Hi there, I’m new to prometheus and have absolutly 0 dev skills and 0 metrics understanding, I know there are docs about prometheus on their github and tried to read them, but still, I can’t write my own metrics…
Could anyone translate some of my objectives to prometheus metrics ? (i would like creating alerts via alertmanager)
N.B : Everything works (prometheus, alertmanager, prom2teams and grafana), I just need to write the metrics about what I want to monitore :
These are on windows (wmi exporter) :
• Logical disk is nearly full (alert at 5%)
• Physical disk is nearly full (alert at 5%)
• network ok (ping) (alert when ping is nok since 5m)
• CPU above 90% (alert when CPU is above 90% since 1h, with some “servers exceptions”)
• memory above 90% (alert when memory is above 90% since 1h)

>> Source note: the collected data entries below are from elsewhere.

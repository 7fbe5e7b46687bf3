//! # pygen
//!
//! CLI tool for checking, formatting and rendering pygen IR documents.
//!
//! ## Usage
//!
//! ```bash
//! # Decode a document and report consistency issues
//! pygen check mathx.json
//!
//! # Rewrite a document in canonical form
//! pygen fmt mathx.json
//!
//! # Fail if a document is not canonical
//! pygen fmt mathx.json --check
//!
//! # Render a type stub into ./generated
//! pygen render mathx.json
//!
//! # Preview Markdown docs without writing
//! pygen render mathx.json --format markdown --dry-run
//!
//! # Initialize configuration
//! pygen init
//! ```

use clap::{ArgAction, Parser, Subcommand};
use colored::Colorize;
use std::path::PathBuf;
use std::process::ExitCode;

use pygen_cli::{
    commands,
    config::{CliArgs, ConfigManager},
    error::CliError,
    writer::{FileWriter, WriteResult},
};

#[derive(Parser)]
#[command(name = "pygen")]
#[command(author, version, about = "Check, format and render pygen IR documents", long_about = None)]
struct Cli {
    /// Configuration file path
    #[arg(short, long, global = true)]
    config: Option<PathBuf>,

    /// Increase log verbosity (-v debug, -vv trace)
    #[arg(short, long, global = true, action = ArgAction::Count)]
    verbose: u8,

    #[command(subcommand)]
    command: Commands,
}

#[derive(Subcommand)]
enum Commands {
    /// Decode an IR document and report consistency issues
    Check {
        /// IR document (JSON)
        file: PathBuf,

        /// Exit with an error when issues are found
        #[arg(long)]
        deny_warnings: bool,
    },

    /// Rewrite an IR document in canonical form
    Fmt {
        /// IR document (JSON)
        file: PathBuf,

        /// Only check whether the document is canonical
        #[arg(long)]
        check: bool,

        /// Write compact JSON instead of indented JSON
        #[arg(long)]
        compact: bool,
    },

    /// Render an IR document with one of the built-in emitters
    Render {
        /// IR document (JSON)
        file: PathBuf,

        /// Emitter to use (stub, markdown)
        #[arg(short, long)]
        format: Option<String>,

        /// Output directory for rendered files
        #[arg(short, long)]
        output: Option<PathBuf>,

        /// Preview output without writing files
        #[arg(long)]
        dry_run: bool,

        /// Leave documentation strings out of the output
        #[arg(long)]
        no_docs: bool,
    },

    /// Initialize a new pygen configuration file
    Init {
        /// Output path for configuration file
        #[arg(short, long, default_value = "pygen.toml")]
        output: PathBuf,

        /// Overwrite existing configuration file
        #[arg(long)]
        force: bool,
    },
}

fn main() -> ExitCode {
    let cli = Cli::parse();
    init_logging(cli.verbose);

    match run(cli) {
        Ok(()) => ExitCode::SUCCESS,
        Err(e) => {
            print_error(&e);
            ExitCode::from(e.exit_code())
        }
    }
}

fn init_logging(verbose: u8) {
    use tracing_subscriber::{layer::SubscriberExt, util::SubscriberInitExt, Layer};

    let default_level = match verbose {
        0 => tracing_subscriber::filter::LevelFilter::WARN,
        1 => tracing_subscriber::filter::LevelFilter::DEBUG,
        _ => tracing_subscriber::filter::LevelFilter::TRACE,
    };
    let stderr_subscriber = tracing_subscriber::fmt::layer()
        .compact()
        .without_time()
        .with_writer(std::io::stderr)
        .with_filter(
            // RUST_LOG wins over -v.
            tracing_subscriber::EnvFilter::builder()
                .with_default_directive(default_level.into())
                .from_env_lossy(),
        );

    tracing_subscriber::registry()
        .with(stderr_subscriber)
        .init();
}

fn run(cli: Cli) -> Result<(), CliError> {
    let config_path = cli.config;
    match cli.command {
        Commands::Check {
            file,
            deny_warnings,
        } => cmd_check(file, deny_warnings, config_path),

        Commands::Fmt {
            file,
            check,
            compact,
        } => cmd_fmt(file, check, compact, config_path),

        Commands::Render {
            file,
            format,
            output,
            dry_run,
            no_docs,
        } => cmd_render(file, format, output, dry_run, no_docs, config_path),

        Commands::Init { output, force } => cmd_init(output, force),
    }
}

/// Check command implementation.
fn cmd_check(
    file: PathBuf,
    deny_warnings: bool,
    config_path: Option<PathBuf>,
) -> Result<(), CliError> {
    let config = ConfigManager::load(config_path.as_deref())?;
    let config = ConfigManager::merge_cli_args(
        config,
        &CliArgs {
            // The flag can only turn denial on; the config file can too.
            deny_warnings: deny_warnings.then_some(true),
            ..Default::default()
        },
    );

    println!("{} {}", "Checking".cyan(), file.display());
    let outcome = commands::check(&file)?;

    println!(
        "  Module {}: {} function(s), {} variable(s)",
        outcome.module.name().bold(),
        outcome.module.functions().len().to_string().green(),
        outcome.module.variables().len().to_string().green()
    );

    if outcome.report.is_clean() {
        println!("{} No consistency issues", "✓".green());
        return Ok(());
    }

    println!(
        "{} {} consistency issue(s):",
        "Warning:".yellow(),
        outcome.report.len()
    );
    for issue in outcome.report.issues() {
        println!("  - {}", issue);
    }

    if outcome.passes(config.check.deny_warnings) {
        Ok(())
    } else {
        Err(CliError::Validation(format!(
            "{} consistency issue(s) in {}",
            outcome.report.len(),
            file.display()
        )))
    }
}

/// Fmt command implementation.
fn cmd_fmt(
    file: PathBuf,
    check: bool,
    compact: bool,
    config_path: Option<PathBuf>,
) -> Result<(), CliError> {
    let config = ConfigManager::load(config_path.as_deref())?;
    let config = ConfigManager::merge_cli_args(
        config,
        &CliArgs {
            pretty: compact.then_some(false),
            ..Default::default()
        },
    );

    let outcome = commands::format(&file, config.output.pretty)?;

    if check {
        return if outcome.is_canonical() {
            println!("{} {} is formatted", "✓".green(), file.display());
            Ok(())
        } else {
            println!("{} {} is not formatted", "✗".red(), file.display());
            println!("  Run 'pygen fmt {}' to update", file.display());
            Err(CliError::Validation(format!(
                "{} is not formatted",
                file.display()
            )))
        };
    }

    match FileWriter::new(false).write(&file, &outcome.canonical)? {
        WriteResult::Written { path, .. } => {
            println!("{} Formatted {}", "✓".green(), path.display());
        }
        WriteResult::Unchanged { path } | WriteResult::DryRun { path, .. } => {
            println!("{} {} already formatted", "✓".green(), path.display());
        }
    }
    Ok(())
}

/// Render command implementation.
fn cmd_render(
    file: PathBuf,
    format: Option<String>,
    output: Option<PathBuf>,
    dry_run: bool,
    no_docs: bool,
    config_path: Option<PathBuf>,
) -> Result<(), CliError> {
    let config = ConfigManager::load(config_path.as_deref())?;
    let config = ConfigManager::merge_cli_args(
        config,
        &CliArgs {
            output,
            format,
            include_docs: no_docs.then_some(false),
            ..Default::default()
        },
    );
    config.validate()?;

    println!(
        "{} {} with the {} emitter",
        "Rendering".cyan(),
        file.display(),
        config.render.format
    );
    let rendered = commands::render(&file, &config)?;

    let writer = FileWriter::new(dry_run);
    match writer.write_emitted(&config.output.dir, &rendered)? {
        WriteResult::Written { path, bytes } => {
            println!(
                "{} Written {} bytes to {}",
                "✓".green(),
                bytes,
                path.display()
            );
        }
        WriteResult::Unchanged { path } => {
            println!("{} {} is up to date", "✓".green(), path.display());
        }
        WriteResult::DryRun { content, path } => {
            println!(
                "{} Would write to {}:",
                "[dry-run]".yellow(),
                path.display()
            );
            println!("{}", "─".repeat(60).dimmed());
            print!("{}", content);
            println!("{}", "─".repeat(60).dimmed());
        }
    }

    Ok(())
}

/// Init command implementation.
fn cmd_init(output: PathBuf, force: bool) -> Result<(), CliError> {
    if output.exists() && !force {
        println!("  Use --force to overwrite");
        return Err(CliError::Validation(format!(
            "Configuration file already exists: {}",
            output.display()
        )));
    }

    std::fs::write(&output, ConfigManager::default_config_content())?;

    println!(
        "{} Created configuration file: {}",
        "✓".green(),
        output.display()
    );

    Ok(())
}

/// Print an error with formatting.
fn print_error(error: &CliError) {
    eprintln!("{} {}", "Error:".red().bold(), error);
}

• network card is in DHCP instead of static IP
• number of “network packets” in error is above 0 (only on esxi and physical server, not on virtual machine)
More specifics :
• citrix : when citrix services aren’t available since 5 minutes
• sql : when sql server services aren’t available since 5 minutes
• IIS : when iis services aren’t available since 5 minutes
• printing : when spoolers aren’t available since 5 minutes
• oracle : when oracle services aren’t available since 5 minutes
• AD : when AD isn’t available since 5minutes
• DHCP & DNS : when DHCP & DNS services aren’t available since 5 minutes
Thanks in advance to anyone answering my questions